Segment Open

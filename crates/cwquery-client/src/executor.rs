//! Single-attempt upstream request execution.
//!
//! One caller request maps to exactly one upstream attempt: no retries, no
//! backoff. Every attempt carries the signed assertion as a bearer
//! credential, is bounded by a hard timeout that tears down the connection,
//! and is audit-logged on both sides of the wire.

use std::collections::BTreeMap;
use std::time::{Duration, Instant};

use reqwest::Method;
use reqwest::header::{ACCEPT, AUTHORIZATION, CONTENT_TYPE};
use serde_json::Value;

use crate::audit;
use crate::error::ClientError;
use crate::normalize::{self, NormalizedBody};
use crate::transport::{self, TransportConfig};

const FHIR_JSON: &str = "application/fhir+json";

/// An outbound request to the exchange.
#[derive(Debug)]
pub struct UpstreamRequest<'a> {
    /// Operation name used in audit events (e.g. `DocumentReference Query`).
    pub operation: &'a str,
    /// HTTP method.
    pub method: Method,
    /// Fully constructed target URL.
    pub url: &'a str,
    /// Bearer credential (the signed assertion, or a caller-supplied one).
    pub bearer: &'a str,
    /// Optional JSON request body.
    pub body: Option<&'a Value>,
}

/// Normalized outcome of a single upstream attempt.
#[derive(Debug)]
pub struct UpstreamResponse {
    /// HTTP status code.
    pub status: u16,
    /// Status text.
    pub status_text: String,
    /// Response headers (sanitized copies are what reach the logs).
    pub headers: BTreeMap<String, String>,
    /// Normalized body.
    pub body: NormalizedBody,
    /// Round-trip time in milliseconds.
    pub elapsed_ms: u64,
}

impl UpstreamResponse {
    /// Returns `true` for 2xx statuses.
    #[must_use]
    pub fn is_success(&self) -> bool {
        (200..300).contains(&self.status)
    }
}

/// Executes upstream requests over the mutual-TLS transport.
///
/// The inner client is built once and shared; the executor is cheap to
/// clone.
#[derive(Debug, Clone)]
pub struct UpstreamExecutor {
    client: reqwest::Client,
    timeout: Duration,
}

impl UpstreamExecutor {
    /// Wraps an already-built client with the given request ceiling.
    #[must_use]
    pub fn new(client: reqwest::Client, timeout: Duration) -> Self {
        Self { client, timeout }
    }

    /// Builds the transport from config and wraps it.
    ///
    /// # Errors
    ///
    /// Returns [`ClientError::Transport`] if the transport cannot be built.
    pub fn from_config(config: &TransportConfig, timeout: Duration) -> Result<Self, ClientError> {
        Ok(Self::new(transport::build_client(config)?, timeout))
    }

    /// The configured request ceiling in milliseconds.
    #[must_use]
    pub fn timeout_ms(&self) -> u64 {
        self.timeout.as_millis() as u64
    }

    /// Performs one upstream attempt.
    ///
    /// # Errors
    ///
    /// Returns [`ClientError::Timeout`] when the ceiling elapses (the
    /// connection is torn down, not merely abandoned), and
    /// [`ClientError::Connection`] for DNS, connect, and TLS failures.
    /// Non-2xx upstream statuses are NOT errors at this layer; the caller
    /// decides how to mirror them.
    pub async fn execute(
        &self,
        request: UpstreamRequest<'_>,
    ) -> Result<UpstreamResponse, ClientError> {
        let mut audit_headers = BTreeMap::new();
        audit_headers.insert(
            "Authorization".to_string(),
            format!("Bearer {}", request.bearer),
        );
        audit_headers.insert("Accept".to_string(), FHIR_JSON.to_string());
        if request.body.is_some() {
            audit_headers.insert("Content-Type".to_string(), FHIR_JSON.to_string());
        }
        audit::log_request(
            request.operation,
            request.method.as_str(),
            request.url,
            &audit_headers,
            request.body,
        );

        let mut builder = self
            .client
            .request(request.method, request.url)
            .timeout(self.timeout)
            .header(AUTHORIZATION, format!("Bearer {}", request.bearer))
            .header(ACCEPT, FHIR_JSON);
        if let Some(body) = request.body {
            builder = builder.header(CONTENT_TYPE, FHIR_JSON).json(body);
        }

        let started = Instant::now();
        let response = builder.send().await.map_err(|e| self.classify(e))?;

        let status = response.status().as_u16();
        let status_text = response
            .status()
            .canonical_reason()
            .unwrap_or("Unknown")
            .to_string();
        let headers: BTreeMap<String, String> = response
            .headers()
            .iter()
            .map(|(name, value)| {
                (
                    name.as_str().to_string(),
                    value.to_str().unwrap_or("<non-utf8>").to_string(),
                )
            })
            .collect();
        let content_type = headers.get("content-type").cloned();

        let text = response.text().await.map_err(|e| self.classify(e))?;
        let elapsed_ms = started.elapsed().as_millis() as u64;

        let body = normalize::normalize_body(content_type.as_deref(), &text);
        audit::log_response(request.operation, status, &status_text, &headers, elapsed_ms);

        Ok(UpstreamResponse {
            status,
            status_text,
            headers,
            body,
            elapsed_ms,
        })
    }

    fn classify(&self, error: reqwest::Error) -> ClientError {
        if error.is_timeout() {
            ClientError::Timeout {
                timeout_ms: self.timeout_ms(),
            }
        } else {
            ClientError::connection(error.to_string())
        }
    }
}
//! Shared application state.

use std::sync::Arc;

use cwquery_auth::AssertionSigner;
use cwquery_client::{ClientError, UpstreamExecutor};
use cwquery_core::{DynHistoryStore, MemoryHistoryStore};

use crate::config::AppConfig;

/// State shared by all handlers.
///
/// The transport and signer are built once at startup and treated as
/// immutable for the process lifetime; the history store is the only
/// mutable shared state.
#[derive(Clone)]
pub struct AppState {
    pub config: Arc<AppConfig>,
    pub signer: Arc<AssertionSigner>,
    pub executor: UpstreamExecutor,
    pub history: DynHistoryStore,
}

impl AppState {
    /// Wires up state from configuration with an in-memory history store.
    ///
    /// # Errors
    ///
    /// Returns [`ClientError::Transport`] if the mutual-TLS transport
    /// cannot be constructed.
    pub fn from_config(config: AppConfig) -> Result<Self, ClientError> {
        let executor =
            UpstreamExecutor::from_config(&config.transport(), config.request_timeout())?;
        let signer = AssertionSigner::new(
            config.tls.key_path.as_str(),
            config.tls.cert_path.as_str(),
            config.upstream.org_oid.as_str(),
            config.upstream.org_name.as_str(),
        );
        Ok(Self {
            config: Arc::new(config),
            signer: Arc::new(signer),
            executor,
            history: MemoryHistoryStore::shared(),
        })
    }

    /// Same wiring with an injected history store (used by tests and any
    /// future durable backend).
    pub fn with_history(
        config: AppConfig,
        history: DynHistoryStore,
    ) -> Result<Self, ClientError> {
        let mut state = Self::from_config(config)?;
        state.history = history;
        Ok(state)
    }
}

Segment Closed

**Task details**
In full and word for word, restate the data.

**Exercise result**
filename crates/cwquery-client/src/executor.rs
//! Single-attempt upstream request execution.
//!
//! One caller request maps to exactly one upstream attempt: no retries, no
//! backoff. Every attempt carries the signed assertion as a bearer
//! credential, is bounded by a hard timeout that tears down the connection,
//! and is audit-logged on both sides of the wire.

use std::collections::BTreeMap;
use std::time::{Duration, Instant};

use reqwest::Method;
use reqwest::header::{ACCEPT, AUTHORIZATION, CONTENT_TYPE};
use serde_json::Value;

use crate::audit;
use crate::error::ClientError;
use crate::normalize::{self, NormalizedBody};
use crate::transport::{self, TransportConfig};

const FHIR_JSON: &str = "application/fhir+json";

/// An outbound request to the exchange.
#[derive(Debug)]
pub struct UpstreamRequest<'a> {
    /// Operation name used in audit events (e.g. `DocumentReference Query`).
    pub operation: &'a str,
    /// HTTP method.
    pub method: Method,
    /// Fully constructed target URL.
    pub url: &'a str,
    /// Bearer credential (the signed assertion, or a caller-supplied one).
    pub bearer: &'a str,
    /// Optional JSON request body.
    pub body: Option<&'a Value>,
}

/// Normalized outcome of a single upstream attempt.
#[derive(Debug)]
pub struct UpstreamResponse {
    /// HTTP status code.
    pub status: u16,
    /// Status text.
    pub status_text: String,
    /// Response headers (sanitized copies are what reach the logs).
    pub headers: BTreeMap<String, String>,
    /// Normalized body.
    pub body: NormalizedBody,
    /// Round-trip time in milliseconds.
    pub elapsed_ms: u64,
}

impl UpstreamResponse {
    /// Returns `true` for 2xx statuses.
    #[must_use]
    pub fn is_success(&self) -> bool {
        (200..300).contains(&self.status)
    }
}

/// Executes upstream requests over the mutual-TLS transport.
///
/// The inner client is built once and shared; the executor is cheap to
/// clone.
#[derive(Debug, Clone)]
pub struct UpstreamExecutor {
    client: reqwest::Client,
    timeout: Duration,
}

impl UpstreamExecutor {
    /// Wraps an already-built client with the given request ceiling.
    #[must_use]
    pub fn new(client: reqwest::Client, timeout: Duration) -> Self {
        Self { client, timeout }
    }

    /// Builds the transport from config and wraps it.
    ///
    /// # Errors
    ///
    /// Returns [`ClientError::Transport`] if the transport cannot be built.
    pub fn from_config(config: &TransportConfig, timeout: Duration) -> Result<Self, ClientError> {
        Ok(Self::new(transport::build_client(config)?, timeout))
    }

    /// The configured request ceiling in milliseconds.
    #[must_use]
    pub fn timeout_ms(&self) -> u64 {
        self.timeout.as_millis() as u64
    }

    /// Performs one upstream attempt.
    ///
    /// # Errors
    ///
    /// Returns [`ClientError::Timeout`] when the ceiling elapses (the
    /// connection is torn down, not merely abandoned), and
    /// [`ClientError::Connection`] for DNS, connect, and TLS failures.
    /// Non-2xx upstream statuses are NOT errors at this layer; the caller
    /// decides how to mirror them.
    pub async fn execute(
        &self,
        request: UpstreamRequest<'_>,
    ) -> Result<UpstreamResponse, ClientError> {
        let mut audit_headers = BTreeMap::new();
        audit_headers.insert(
            "Authorization".to_string(),
            format!("Bearer {}", request.bearer),
        );
        audit_headers.insert("Accept".to_string(), FHIR_JSON.to_string());
        if request.body.is_some() {
            audit_headers.insert("Content-Type".to_string(), FHIR_JSON.to_string());
        }
        audit::log_request(
            request.operation,
            request.method.as_str(),
            request.url,
            &audit_headers,
            request.body,
        );

        let mut builder = self
            .client
            .request(request.method, request.url)
            .timeout(self.timeout)
            .header(AUTHORIZATION, format!("Bearer {}", request.bearer))
            .header(ACCEPT, FHIR_JSON);
        if let Some(body) = request.body {
            builder = builder.header(CONTENT_TYPE, FHIR_JSON).json(body);
        }

        let started = Instant::now();
        let response = builder.send().await.map_err(|e| self.classify(e))?;

        let status = response.status().as_u16();
        let status_text = response
            .status()
            .canonical_reason()
            .unwrap_or("Unknown")
            .to_string();
        let headers: BTreeMap<String, String> = response
            .headers()
            .iter()
            .map(|(name, value)| {
                (
                    name.as_str().to_string(),
                    value.to_str().unwrap_or("<non-utf8>").to_string(),
                )
            })
            .collect();
        let content_type = headers.get("content-type").cloned();

        let text = response.text().await.map_err(|e| self.classify(e))?;
        let elapsed_ms = started.elapsed().as_millis() as u64;

        let body = normalize::normalize_body(content_type.as_deref(), &text);
        audit::log_response(request.operation, status, &status_text, &headers, elapsed_ms);

        Ok(UpstreamResponse {
            status,
            status_text,
            headers,
            body,
            elapsed_ms,
        })
    }

    fn classify(&self, error: reqwest::Error) -> ClientError {
        if error.is_timeout() {
            ClientError::Timeout {
                timeout_ms: self.timeout_ms(),
            }
        } else {
            ClientError::connection(error.to_string())
        }
    }
}
//! Shared application state.

use std::sync::Arc;

use cwquery_auth::AssertionSigner;
use cwquery_client::{ClientError, UpstreamExecutor};
use cwquery_core::{DynHistoryStore, MemoryHistoryStore};

use crate::config::AppConfig;

/// State shared by all handlers.
///
/// The transport and signer are built once at startup and treated as
/// immutable for the process lifetime; the history store is the only
/// mutable shared state.
#[derive(Clone)]
pub struct AppState {
    pub config: Arc<AppConfig>,
    pub signer: Arc<AssertionSigner>,
    pub executor: UpstreamExecutor,
    pub history: DynHistoryStore,
}

impl AppState {
    /// Wires up state from configuration with an in-memory history store.
    ///
    /// # Errors
    ///
    /// Returns [`ClientError::Transport`] if the mutual-TLS transport
    /// cannot be constructed.
    pub fn from_config(config: AppConfig) -> Result<Self, ClientError> {
        let executor =
            UpstreamExecutor::from_config(&config.transport(), config.request_timeout())?;
        let signer = AssertionSigner::new(
            config.tls.key_path.as_str(),
            config.tls.cert_path.as_str(),
            config.upstream.org_oid.as_str(),
            config.upstream.org_name.as_str(),
        );
        Ok(Self {
            config: Arc::new(config),
            signer: Arc::new(signer),
            executor,
            history: MemoryHistoryStore::shared(),
        })
    }

    /// Same wiring with an injected history store (used by tests and any
    /// future durable backend).
    pub fn with_history(
        config: AppConfig,
        history: DynHistoryStore,
    ) -> Result<Self, ClientError> {
        let mut state = Self::from_config(config)?;
        state.history = history;
        Ok(state)
    }
}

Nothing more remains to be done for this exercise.